Dataset entries:
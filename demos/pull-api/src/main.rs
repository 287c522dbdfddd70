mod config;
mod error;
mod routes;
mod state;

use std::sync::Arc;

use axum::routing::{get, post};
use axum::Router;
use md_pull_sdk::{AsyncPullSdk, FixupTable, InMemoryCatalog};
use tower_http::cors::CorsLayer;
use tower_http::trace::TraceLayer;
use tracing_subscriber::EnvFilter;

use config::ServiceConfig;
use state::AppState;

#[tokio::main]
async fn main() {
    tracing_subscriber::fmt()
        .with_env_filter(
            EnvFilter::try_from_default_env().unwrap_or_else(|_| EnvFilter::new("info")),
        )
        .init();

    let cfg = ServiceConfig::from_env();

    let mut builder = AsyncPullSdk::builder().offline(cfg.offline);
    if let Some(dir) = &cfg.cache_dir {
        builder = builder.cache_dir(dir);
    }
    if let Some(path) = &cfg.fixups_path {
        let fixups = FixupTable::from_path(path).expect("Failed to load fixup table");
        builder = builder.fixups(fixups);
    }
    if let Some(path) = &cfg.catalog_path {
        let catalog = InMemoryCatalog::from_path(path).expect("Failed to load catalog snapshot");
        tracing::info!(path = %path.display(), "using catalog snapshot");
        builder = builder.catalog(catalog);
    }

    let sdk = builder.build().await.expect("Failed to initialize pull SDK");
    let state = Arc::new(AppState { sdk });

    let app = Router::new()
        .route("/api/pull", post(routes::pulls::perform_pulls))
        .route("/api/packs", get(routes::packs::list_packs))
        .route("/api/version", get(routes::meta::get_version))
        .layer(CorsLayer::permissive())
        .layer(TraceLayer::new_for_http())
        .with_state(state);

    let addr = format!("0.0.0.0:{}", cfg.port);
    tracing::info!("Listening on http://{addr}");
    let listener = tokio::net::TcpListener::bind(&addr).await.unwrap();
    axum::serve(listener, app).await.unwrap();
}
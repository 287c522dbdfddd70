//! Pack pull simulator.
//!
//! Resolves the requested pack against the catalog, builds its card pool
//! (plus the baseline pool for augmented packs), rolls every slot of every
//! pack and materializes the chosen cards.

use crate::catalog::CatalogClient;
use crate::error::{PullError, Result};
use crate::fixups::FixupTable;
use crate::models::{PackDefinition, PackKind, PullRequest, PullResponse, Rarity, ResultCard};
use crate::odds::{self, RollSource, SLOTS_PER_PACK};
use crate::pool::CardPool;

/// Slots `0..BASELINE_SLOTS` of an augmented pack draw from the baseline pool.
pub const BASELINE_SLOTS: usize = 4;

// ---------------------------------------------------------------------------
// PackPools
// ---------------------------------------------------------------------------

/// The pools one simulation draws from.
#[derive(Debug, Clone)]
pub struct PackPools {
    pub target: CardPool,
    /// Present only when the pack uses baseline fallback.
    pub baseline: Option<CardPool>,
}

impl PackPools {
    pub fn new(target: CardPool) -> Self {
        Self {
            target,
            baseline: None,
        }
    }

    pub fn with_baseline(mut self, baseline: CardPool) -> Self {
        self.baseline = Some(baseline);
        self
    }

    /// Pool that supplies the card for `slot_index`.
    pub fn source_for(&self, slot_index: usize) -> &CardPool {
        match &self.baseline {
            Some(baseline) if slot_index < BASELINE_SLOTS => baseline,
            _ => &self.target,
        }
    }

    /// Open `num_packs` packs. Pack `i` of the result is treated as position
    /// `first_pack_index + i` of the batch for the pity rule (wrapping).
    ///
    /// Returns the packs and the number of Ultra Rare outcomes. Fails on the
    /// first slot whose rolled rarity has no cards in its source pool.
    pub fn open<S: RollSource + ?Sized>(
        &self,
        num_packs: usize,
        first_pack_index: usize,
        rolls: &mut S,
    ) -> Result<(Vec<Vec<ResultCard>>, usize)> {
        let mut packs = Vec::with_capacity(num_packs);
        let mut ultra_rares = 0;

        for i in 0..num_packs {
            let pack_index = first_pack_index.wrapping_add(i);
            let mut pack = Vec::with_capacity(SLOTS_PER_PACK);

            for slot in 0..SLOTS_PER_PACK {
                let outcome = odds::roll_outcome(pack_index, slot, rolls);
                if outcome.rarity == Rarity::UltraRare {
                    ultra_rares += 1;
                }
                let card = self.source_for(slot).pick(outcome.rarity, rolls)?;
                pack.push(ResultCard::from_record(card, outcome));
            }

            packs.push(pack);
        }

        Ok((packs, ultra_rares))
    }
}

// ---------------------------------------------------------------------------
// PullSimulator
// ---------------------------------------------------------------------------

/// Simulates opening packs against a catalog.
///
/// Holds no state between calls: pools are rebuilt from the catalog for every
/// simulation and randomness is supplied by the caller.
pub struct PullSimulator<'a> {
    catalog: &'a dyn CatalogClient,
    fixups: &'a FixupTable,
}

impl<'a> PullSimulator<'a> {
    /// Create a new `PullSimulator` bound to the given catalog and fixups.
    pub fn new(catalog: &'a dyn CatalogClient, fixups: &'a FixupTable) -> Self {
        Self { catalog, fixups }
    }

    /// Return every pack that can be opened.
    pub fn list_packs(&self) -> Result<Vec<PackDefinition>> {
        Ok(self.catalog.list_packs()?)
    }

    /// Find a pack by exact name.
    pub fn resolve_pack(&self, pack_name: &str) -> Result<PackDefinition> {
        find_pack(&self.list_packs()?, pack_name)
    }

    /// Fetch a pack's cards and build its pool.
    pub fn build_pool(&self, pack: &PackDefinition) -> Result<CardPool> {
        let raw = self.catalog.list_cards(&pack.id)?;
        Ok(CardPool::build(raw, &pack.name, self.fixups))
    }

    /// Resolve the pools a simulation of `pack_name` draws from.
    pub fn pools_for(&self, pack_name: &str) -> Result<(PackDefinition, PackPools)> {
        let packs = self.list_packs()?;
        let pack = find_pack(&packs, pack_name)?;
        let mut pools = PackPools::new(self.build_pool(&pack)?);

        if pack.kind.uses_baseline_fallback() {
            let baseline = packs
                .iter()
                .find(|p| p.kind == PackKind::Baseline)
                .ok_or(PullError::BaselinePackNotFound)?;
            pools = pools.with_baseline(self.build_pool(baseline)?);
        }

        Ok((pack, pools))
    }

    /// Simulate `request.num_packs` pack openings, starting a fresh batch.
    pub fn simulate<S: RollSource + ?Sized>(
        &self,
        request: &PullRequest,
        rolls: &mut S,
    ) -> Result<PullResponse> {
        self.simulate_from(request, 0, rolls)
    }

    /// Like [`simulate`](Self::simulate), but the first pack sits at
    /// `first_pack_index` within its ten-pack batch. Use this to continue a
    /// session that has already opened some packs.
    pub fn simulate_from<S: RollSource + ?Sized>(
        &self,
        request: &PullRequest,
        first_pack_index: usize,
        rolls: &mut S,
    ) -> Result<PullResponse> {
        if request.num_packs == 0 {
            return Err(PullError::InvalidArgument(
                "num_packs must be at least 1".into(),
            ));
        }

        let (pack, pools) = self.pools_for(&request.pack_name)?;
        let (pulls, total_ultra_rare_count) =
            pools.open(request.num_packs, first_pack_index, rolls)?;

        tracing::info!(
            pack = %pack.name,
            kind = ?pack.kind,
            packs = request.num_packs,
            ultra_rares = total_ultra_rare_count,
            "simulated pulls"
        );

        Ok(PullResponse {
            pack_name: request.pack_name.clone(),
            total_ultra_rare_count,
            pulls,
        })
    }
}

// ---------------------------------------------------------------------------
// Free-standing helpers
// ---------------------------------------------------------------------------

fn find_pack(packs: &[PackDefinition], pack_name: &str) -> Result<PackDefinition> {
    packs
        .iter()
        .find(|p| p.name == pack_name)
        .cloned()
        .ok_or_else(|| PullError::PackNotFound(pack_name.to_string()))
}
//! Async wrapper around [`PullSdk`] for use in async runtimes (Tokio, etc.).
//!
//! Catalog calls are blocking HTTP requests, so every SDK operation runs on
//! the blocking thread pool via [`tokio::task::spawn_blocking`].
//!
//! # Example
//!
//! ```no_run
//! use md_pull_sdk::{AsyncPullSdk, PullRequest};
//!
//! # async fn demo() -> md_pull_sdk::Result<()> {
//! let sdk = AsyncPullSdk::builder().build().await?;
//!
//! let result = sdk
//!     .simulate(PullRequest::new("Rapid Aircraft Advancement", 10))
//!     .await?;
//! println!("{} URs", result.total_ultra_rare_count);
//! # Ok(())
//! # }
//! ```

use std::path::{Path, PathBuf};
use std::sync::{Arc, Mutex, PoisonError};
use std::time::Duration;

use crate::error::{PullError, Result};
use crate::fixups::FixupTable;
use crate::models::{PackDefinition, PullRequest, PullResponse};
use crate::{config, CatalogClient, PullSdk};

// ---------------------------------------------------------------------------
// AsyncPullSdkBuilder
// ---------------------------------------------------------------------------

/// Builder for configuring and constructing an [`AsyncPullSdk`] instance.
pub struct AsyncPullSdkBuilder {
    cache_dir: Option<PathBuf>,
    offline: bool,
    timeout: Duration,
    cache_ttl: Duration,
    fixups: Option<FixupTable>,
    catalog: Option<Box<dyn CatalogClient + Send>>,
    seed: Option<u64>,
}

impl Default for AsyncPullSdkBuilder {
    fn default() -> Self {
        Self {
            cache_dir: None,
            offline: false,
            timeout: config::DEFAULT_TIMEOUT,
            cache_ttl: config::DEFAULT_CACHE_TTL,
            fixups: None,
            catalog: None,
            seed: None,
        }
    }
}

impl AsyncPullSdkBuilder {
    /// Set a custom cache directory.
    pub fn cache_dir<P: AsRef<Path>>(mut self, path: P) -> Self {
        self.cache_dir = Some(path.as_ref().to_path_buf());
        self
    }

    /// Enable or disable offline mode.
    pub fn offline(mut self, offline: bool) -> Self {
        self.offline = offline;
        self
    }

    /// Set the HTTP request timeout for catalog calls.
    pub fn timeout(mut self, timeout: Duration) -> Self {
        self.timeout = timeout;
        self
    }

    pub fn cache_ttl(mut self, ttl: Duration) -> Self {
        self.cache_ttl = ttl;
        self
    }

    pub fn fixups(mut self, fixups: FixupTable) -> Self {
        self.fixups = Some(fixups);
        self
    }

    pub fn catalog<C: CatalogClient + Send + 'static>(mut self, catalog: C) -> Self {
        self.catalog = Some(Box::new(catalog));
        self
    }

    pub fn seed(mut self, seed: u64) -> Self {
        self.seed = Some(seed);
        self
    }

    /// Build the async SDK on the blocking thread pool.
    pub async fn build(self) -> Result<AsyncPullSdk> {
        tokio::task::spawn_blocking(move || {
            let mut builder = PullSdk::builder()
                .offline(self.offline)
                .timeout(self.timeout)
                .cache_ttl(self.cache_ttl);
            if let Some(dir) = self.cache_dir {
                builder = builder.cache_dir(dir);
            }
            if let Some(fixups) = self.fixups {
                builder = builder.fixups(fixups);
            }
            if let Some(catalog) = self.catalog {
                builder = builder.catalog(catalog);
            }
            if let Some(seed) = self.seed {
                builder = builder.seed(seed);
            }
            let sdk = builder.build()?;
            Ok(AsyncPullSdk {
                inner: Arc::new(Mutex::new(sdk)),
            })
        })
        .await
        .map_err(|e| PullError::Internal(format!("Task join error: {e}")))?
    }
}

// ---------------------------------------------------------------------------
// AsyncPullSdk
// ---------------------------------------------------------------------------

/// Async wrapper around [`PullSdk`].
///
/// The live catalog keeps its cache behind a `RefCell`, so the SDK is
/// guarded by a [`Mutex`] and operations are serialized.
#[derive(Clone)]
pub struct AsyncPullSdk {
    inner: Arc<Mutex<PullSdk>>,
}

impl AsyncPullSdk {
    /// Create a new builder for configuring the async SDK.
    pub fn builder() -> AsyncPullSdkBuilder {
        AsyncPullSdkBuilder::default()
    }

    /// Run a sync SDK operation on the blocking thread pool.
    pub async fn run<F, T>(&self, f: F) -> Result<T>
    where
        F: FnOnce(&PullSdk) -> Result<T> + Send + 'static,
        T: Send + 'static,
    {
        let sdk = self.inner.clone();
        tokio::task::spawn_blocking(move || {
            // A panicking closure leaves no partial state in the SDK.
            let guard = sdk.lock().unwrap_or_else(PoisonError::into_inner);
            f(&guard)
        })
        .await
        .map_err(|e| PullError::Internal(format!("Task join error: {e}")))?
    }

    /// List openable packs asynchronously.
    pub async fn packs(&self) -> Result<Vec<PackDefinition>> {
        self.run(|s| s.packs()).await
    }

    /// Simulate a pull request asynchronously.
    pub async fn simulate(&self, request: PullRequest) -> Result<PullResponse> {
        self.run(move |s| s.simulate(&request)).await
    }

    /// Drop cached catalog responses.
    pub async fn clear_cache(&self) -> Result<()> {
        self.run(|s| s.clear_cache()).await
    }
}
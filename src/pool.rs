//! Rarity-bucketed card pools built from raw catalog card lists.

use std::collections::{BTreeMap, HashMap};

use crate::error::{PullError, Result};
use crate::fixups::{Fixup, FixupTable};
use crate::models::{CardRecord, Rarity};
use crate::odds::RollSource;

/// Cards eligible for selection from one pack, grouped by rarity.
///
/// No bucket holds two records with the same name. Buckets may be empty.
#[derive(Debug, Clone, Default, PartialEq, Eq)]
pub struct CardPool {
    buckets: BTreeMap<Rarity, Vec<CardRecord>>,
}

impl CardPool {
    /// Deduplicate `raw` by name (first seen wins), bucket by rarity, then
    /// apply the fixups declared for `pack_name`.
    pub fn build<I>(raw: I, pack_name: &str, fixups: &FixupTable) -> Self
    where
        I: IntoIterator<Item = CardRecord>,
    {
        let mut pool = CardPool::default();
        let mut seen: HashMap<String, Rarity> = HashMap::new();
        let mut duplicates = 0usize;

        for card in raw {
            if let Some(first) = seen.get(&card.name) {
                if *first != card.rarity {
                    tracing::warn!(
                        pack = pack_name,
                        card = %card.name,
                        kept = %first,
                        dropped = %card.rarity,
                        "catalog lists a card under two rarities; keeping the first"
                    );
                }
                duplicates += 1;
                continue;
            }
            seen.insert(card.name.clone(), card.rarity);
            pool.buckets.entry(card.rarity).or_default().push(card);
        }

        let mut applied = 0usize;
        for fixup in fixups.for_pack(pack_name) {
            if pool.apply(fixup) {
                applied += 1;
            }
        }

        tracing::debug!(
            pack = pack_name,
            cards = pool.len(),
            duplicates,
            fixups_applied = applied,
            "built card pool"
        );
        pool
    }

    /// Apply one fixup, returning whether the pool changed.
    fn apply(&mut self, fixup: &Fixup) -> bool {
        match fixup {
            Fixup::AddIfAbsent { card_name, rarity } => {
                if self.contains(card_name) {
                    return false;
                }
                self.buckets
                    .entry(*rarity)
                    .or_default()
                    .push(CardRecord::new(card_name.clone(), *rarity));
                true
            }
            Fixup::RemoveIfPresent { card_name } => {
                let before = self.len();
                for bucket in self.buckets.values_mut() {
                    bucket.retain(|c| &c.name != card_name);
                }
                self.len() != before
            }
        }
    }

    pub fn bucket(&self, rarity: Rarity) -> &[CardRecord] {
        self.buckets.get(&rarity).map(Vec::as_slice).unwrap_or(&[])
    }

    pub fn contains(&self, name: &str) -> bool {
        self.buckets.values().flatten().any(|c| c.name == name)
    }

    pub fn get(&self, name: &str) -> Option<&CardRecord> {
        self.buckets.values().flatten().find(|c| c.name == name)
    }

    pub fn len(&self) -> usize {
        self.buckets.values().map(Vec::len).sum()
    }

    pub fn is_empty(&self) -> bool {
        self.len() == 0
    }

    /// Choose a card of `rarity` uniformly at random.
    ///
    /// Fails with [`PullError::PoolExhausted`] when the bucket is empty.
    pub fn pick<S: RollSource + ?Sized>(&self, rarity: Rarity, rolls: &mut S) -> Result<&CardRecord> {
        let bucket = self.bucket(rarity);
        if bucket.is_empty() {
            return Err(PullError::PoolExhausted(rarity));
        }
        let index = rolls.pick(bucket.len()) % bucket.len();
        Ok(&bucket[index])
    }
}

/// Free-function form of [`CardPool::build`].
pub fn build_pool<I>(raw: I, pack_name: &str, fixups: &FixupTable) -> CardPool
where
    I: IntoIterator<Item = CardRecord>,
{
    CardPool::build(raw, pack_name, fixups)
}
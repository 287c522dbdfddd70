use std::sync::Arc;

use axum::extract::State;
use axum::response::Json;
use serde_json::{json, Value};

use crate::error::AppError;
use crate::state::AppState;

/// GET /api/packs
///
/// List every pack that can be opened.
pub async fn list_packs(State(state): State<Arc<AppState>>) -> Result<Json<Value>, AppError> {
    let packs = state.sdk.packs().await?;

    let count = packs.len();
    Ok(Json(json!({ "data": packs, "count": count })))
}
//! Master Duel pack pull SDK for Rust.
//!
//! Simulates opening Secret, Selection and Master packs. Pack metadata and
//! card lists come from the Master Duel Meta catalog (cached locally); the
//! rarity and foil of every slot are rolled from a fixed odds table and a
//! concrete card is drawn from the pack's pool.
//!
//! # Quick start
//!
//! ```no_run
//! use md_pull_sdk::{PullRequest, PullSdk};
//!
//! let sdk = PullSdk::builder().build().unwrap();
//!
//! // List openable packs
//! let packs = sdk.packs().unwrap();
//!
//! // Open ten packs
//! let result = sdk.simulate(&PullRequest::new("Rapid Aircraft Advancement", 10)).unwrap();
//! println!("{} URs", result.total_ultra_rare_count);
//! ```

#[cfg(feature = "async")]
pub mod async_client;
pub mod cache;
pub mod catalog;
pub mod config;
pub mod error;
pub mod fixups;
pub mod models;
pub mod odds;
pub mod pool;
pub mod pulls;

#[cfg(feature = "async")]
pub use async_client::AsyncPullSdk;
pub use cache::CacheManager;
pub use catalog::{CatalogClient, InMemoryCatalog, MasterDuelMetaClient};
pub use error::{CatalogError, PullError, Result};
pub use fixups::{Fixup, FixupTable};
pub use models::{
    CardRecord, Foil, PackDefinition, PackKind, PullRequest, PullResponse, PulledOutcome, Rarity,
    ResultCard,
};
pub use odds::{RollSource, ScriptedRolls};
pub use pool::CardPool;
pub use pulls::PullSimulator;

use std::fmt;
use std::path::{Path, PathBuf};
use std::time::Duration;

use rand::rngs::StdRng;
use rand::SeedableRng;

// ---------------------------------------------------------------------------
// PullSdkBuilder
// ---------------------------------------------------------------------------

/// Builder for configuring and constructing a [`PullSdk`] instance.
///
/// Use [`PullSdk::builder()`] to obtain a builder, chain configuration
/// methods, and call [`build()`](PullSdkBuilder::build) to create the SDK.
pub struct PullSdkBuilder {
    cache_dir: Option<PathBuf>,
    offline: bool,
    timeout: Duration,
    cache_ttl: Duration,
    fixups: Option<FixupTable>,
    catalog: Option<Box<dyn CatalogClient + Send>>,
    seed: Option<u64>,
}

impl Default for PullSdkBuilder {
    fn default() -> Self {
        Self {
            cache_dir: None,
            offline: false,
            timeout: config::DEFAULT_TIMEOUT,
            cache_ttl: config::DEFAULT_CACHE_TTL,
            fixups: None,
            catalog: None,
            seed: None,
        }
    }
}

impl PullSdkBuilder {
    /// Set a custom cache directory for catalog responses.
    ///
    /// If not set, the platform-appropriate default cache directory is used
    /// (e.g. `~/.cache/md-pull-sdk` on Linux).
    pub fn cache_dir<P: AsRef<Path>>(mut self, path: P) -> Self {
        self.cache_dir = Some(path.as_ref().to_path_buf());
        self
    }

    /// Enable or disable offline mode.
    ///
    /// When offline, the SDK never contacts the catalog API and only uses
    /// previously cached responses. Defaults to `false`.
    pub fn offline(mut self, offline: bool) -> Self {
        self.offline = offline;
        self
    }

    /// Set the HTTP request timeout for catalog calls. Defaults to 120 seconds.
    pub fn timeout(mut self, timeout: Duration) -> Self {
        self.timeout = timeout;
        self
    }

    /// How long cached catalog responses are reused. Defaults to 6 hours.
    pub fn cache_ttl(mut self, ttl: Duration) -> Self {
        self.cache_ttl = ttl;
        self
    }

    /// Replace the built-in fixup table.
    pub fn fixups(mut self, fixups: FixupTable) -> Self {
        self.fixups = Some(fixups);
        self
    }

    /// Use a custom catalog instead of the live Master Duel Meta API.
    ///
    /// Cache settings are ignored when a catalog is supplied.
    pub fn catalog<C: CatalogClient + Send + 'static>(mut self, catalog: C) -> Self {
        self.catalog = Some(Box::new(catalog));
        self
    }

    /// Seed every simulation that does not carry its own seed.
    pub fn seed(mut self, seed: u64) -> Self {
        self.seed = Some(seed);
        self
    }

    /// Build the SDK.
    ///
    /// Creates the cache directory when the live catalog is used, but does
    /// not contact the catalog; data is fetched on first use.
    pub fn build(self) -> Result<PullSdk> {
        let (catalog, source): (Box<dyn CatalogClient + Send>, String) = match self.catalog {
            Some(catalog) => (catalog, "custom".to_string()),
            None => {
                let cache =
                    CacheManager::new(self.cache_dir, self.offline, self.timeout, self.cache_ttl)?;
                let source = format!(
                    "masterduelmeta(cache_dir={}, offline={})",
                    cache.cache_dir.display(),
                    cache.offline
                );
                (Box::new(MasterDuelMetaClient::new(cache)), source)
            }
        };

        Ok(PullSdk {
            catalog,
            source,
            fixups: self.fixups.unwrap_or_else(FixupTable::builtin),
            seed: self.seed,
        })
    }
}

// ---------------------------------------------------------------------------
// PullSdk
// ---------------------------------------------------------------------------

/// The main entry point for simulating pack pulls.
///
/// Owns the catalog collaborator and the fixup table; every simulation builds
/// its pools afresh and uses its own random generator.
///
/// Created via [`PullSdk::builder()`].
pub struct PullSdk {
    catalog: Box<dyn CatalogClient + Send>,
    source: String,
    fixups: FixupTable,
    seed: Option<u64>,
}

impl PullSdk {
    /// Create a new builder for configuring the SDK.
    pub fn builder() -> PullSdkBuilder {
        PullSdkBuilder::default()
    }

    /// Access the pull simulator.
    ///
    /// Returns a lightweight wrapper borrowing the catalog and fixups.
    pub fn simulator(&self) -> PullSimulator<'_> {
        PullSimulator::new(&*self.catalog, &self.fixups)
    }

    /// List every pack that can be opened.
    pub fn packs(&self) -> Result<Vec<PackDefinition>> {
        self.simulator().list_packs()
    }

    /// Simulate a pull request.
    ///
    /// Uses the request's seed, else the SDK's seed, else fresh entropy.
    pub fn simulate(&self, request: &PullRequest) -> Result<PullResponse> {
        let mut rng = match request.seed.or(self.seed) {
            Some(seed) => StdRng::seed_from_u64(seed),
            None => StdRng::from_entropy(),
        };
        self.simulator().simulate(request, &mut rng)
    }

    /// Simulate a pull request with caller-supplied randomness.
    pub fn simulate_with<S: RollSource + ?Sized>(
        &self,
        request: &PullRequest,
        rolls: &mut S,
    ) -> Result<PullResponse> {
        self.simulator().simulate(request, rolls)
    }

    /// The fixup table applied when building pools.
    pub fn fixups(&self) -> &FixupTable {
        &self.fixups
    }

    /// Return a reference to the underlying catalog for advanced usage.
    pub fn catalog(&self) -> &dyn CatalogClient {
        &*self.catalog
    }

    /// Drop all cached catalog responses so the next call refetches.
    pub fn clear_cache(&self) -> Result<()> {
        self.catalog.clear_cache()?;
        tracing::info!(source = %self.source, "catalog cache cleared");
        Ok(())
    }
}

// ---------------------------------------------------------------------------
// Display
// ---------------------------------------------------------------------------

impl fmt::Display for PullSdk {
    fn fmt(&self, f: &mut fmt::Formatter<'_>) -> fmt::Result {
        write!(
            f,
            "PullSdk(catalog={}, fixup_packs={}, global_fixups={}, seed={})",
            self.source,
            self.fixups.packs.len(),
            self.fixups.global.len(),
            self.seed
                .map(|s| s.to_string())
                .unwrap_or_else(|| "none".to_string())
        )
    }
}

Problem details:
From the records above, copy every line that includes the word "snapshot".

Task result:
        let catalog = InMemoryCatalog::from_path(path).expect("Failed to load catalog snapshot");
        tracing::info!(path = %path.display(), "using catalog snapshot");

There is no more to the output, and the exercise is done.